EXERCISE REQUIREMENTS
In the entries that follow, the lines from the one with "value for metrics." through the one with "payload went to." are the ones to write out, exactly and with both ends included. Nothing else should appear.

(THE DATA)

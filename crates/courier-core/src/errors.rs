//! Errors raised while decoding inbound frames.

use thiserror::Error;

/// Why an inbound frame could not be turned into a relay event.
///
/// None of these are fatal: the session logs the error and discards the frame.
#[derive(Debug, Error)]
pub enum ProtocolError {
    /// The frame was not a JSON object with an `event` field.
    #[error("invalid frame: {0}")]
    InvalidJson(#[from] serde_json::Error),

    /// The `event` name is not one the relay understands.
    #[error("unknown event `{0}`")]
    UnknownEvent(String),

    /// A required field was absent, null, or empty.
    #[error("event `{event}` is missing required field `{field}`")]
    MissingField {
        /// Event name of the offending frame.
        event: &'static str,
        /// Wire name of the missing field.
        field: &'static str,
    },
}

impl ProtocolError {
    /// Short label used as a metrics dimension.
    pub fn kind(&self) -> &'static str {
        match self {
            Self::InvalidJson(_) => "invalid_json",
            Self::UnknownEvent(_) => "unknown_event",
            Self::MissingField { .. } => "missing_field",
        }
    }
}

(End THE DATA)
(THE DATA)

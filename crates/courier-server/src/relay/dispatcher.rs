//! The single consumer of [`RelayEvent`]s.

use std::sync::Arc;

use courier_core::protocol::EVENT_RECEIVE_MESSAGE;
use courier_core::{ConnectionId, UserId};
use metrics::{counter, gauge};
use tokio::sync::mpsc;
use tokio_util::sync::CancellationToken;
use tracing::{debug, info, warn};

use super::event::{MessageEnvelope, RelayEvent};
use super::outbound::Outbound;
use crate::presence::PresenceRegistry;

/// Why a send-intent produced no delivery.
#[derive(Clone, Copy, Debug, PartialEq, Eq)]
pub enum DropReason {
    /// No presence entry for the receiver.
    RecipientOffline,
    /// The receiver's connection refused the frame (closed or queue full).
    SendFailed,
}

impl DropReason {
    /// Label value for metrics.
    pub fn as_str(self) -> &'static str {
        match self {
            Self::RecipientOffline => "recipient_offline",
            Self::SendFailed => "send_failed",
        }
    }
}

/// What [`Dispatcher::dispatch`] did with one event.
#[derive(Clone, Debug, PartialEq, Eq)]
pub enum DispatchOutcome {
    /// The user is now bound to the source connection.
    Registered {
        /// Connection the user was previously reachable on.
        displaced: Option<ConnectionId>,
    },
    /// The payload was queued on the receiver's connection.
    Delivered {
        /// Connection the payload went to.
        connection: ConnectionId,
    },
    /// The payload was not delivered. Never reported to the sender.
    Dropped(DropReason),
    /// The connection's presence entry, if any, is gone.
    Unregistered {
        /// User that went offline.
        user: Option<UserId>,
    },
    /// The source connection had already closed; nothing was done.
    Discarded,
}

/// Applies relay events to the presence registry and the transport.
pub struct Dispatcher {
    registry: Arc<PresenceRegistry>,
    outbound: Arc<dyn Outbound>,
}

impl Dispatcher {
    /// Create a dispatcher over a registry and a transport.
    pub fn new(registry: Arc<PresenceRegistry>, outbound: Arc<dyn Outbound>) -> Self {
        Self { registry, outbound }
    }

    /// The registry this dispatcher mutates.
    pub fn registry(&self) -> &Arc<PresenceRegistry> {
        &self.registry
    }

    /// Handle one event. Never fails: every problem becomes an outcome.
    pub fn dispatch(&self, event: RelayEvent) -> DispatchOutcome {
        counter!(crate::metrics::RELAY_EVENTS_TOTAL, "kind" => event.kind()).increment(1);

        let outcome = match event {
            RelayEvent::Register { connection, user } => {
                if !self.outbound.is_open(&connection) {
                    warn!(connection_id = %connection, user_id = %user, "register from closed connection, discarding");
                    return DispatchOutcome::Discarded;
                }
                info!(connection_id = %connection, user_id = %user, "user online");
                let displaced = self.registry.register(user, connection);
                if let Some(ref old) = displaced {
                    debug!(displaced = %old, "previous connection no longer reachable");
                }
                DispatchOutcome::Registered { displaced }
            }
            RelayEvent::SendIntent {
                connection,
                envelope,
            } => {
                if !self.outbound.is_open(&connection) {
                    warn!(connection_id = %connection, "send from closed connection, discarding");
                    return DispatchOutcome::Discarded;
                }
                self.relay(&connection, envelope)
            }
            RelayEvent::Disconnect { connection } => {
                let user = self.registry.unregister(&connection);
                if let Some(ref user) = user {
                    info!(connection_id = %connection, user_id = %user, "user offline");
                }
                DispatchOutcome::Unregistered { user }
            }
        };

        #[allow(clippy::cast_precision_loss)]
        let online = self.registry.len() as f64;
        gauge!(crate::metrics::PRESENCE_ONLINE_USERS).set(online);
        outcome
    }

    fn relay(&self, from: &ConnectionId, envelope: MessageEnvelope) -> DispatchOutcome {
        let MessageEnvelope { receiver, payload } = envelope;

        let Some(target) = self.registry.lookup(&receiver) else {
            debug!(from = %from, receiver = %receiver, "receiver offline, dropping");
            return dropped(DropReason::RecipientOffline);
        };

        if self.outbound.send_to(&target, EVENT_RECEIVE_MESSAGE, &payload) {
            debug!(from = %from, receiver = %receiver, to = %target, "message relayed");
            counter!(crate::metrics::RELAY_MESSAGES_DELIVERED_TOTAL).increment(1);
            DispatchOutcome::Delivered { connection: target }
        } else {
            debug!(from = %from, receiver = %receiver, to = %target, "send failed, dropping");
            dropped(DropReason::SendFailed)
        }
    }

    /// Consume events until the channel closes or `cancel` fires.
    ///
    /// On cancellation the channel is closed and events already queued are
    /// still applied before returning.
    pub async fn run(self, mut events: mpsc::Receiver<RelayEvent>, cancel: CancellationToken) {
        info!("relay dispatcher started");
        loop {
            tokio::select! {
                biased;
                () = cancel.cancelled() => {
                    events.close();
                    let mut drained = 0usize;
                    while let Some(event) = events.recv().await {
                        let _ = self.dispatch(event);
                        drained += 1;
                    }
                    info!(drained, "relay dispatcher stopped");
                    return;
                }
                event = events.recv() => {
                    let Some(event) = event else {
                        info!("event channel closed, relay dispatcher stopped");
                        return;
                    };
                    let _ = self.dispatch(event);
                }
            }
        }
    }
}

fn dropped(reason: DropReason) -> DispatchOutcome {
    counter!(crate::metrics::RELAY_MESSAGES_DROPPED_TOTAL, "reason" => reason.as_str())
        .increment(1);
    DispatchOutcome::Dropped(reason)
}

(End THE DATA)

PROBLEM SOLUTION
    /// Label value for metrics.
    pub fn as_str(self) -> &'static str {
        match self {
            Self::RecipientOffline => "recipient_offline",
            Self::SendFailed => "send_failed",
        }
    }
}

/// What [`Dispatcher::dispatch`] did with one event.
#[derive(Clone, Debug, PartialEq, Eq)]
pub enum DispatchOutcome {
    /// The user is now bound to the source connection.
    Registered {
        /// Connection the user was previously reachable on.
        displaced: Option<ConnectionId>,
    },
    /// The payload was queued on the receiver's connection.
    Delivered {
        /// Connection the payload went to.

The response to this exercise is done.